EXTRACTED MATERIAL
========
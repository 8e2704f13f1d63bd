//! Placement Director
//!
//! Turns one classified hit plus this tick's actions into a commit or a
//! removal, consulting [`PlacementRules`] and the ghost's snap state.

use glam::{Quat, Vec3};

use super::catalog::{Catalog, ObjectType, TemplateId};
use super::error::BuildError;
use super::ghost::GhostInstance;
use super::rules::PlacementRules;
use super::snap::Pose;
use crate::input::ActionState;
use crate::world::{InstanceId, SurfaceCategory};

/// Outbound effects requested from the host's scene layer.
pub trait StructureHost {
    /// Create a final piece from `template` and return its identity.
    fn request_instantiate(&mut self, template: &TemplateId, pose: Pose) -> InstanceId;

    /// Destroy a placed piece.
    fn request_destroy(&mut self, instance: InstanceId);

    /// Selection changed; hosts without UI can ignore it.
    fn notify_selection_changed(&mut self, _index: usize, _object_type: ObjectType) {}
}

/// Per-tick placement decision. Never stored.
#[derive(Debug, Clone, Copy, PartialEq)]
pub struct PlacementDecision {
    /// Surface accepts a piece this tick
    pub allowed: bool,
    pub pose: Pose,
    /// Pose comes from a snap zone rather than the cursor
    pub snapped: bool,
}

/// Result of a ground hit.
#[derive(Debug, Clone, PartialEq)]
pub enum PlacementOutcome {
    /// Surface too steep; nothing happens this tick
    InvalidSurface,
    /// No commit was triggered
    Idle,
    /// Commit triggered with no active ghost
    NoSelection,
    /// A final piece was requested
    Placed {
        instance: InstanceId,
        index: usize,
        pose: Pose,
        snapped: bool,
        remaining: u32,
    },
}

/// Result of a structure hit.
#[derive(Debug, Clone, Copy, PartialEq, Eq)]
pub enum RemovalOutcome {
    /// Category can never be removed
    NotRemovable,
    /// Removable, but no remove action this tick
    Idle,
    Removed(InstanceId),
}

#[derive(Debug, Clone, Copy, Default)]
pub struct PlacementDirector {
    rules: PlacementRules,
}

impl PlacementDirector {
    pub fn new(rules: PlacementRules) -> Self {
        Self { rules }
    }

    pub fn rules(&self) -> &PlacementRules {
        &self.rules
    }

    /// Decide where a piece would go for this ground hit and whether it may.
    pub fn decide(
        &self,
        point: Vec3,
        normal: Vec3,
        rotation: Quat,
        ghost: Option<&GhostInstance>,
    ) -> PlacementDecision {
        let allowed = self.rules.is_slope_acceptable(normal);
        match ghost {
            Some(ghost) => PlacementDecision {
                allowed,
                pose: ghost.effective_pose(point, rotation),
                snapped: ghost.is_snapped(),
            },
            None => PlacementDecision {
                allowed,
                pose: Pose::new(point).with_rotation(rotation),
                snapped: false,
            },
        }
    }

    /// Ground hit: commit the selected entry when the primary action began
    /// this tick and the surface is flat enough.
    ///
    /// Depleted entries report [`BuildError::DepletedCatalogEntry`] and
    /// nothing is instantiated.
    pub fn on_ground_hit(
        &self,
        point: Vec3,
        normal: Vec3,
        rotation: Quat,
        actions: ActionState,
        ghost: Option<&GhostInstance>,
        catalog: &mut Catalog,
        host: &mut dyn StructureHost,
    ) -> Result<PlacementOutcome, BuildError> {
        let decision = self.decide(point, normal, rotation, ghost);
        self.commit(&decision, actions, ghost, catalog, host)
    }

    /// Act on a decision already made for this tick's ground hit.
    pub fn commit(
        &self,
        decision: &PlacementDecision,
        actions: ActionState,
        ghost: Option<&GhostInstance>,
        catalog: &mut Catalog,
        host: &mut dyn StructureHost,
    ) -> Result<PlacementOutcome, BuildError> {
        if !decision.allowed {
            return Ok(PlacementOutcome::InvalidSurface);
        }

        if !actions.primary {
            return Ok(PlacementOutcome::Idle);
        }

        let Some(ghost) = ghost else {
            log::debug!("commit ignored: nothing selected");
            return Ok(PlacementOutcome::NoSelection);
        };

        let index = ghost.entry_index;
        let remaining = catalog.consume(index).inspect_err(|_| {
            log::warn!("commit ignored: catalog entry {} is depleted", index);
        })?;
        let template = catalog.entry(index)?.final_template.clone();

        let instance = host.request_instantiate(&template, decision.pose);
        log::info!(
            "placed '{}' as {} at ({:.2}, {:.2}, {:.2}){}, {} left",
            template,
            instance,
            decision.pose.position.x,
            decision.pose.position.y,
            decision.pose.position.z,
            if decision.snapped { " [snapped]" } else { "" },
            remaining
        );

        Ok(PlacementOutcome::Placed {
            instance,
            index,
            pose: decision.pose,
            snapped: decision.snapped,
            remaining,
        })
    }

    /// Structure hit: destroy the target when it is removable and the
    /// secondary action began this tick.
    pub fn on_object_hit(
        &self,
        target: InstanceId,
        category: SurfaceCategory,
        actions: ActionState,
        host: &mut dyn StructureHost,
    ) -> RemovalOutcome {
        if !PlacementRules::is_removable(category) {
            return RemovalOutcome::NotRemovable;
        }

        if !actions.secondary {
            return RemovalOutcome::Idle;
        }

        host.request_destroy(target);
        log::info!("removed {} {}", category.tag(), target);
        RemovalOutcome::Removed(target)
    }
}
========
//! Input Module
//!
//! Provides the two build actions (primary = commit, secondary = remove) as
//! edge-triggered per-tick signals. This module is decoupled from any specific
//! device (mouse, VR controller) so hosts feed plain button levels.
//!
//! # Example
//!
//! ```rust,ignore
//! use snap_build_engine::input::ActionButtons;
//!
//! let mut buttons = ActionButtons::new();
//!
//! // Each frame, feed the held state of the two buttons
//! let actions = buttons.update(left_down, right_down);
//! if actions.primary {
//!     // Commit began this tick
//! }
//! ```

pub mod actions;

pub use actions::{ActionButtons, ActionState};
========
EXERCISE
Every line of the entries above that includes "from" should be copied.

EXPECTED ANSWER
/// Outbound effects requested from the host's scene layer.
    /// Create a final piece from `template` and return its identity.
    /// Pose comes from a snap zone rather than the cursor
//! edge-triggered per-tick signals. This module is decoupled from any specific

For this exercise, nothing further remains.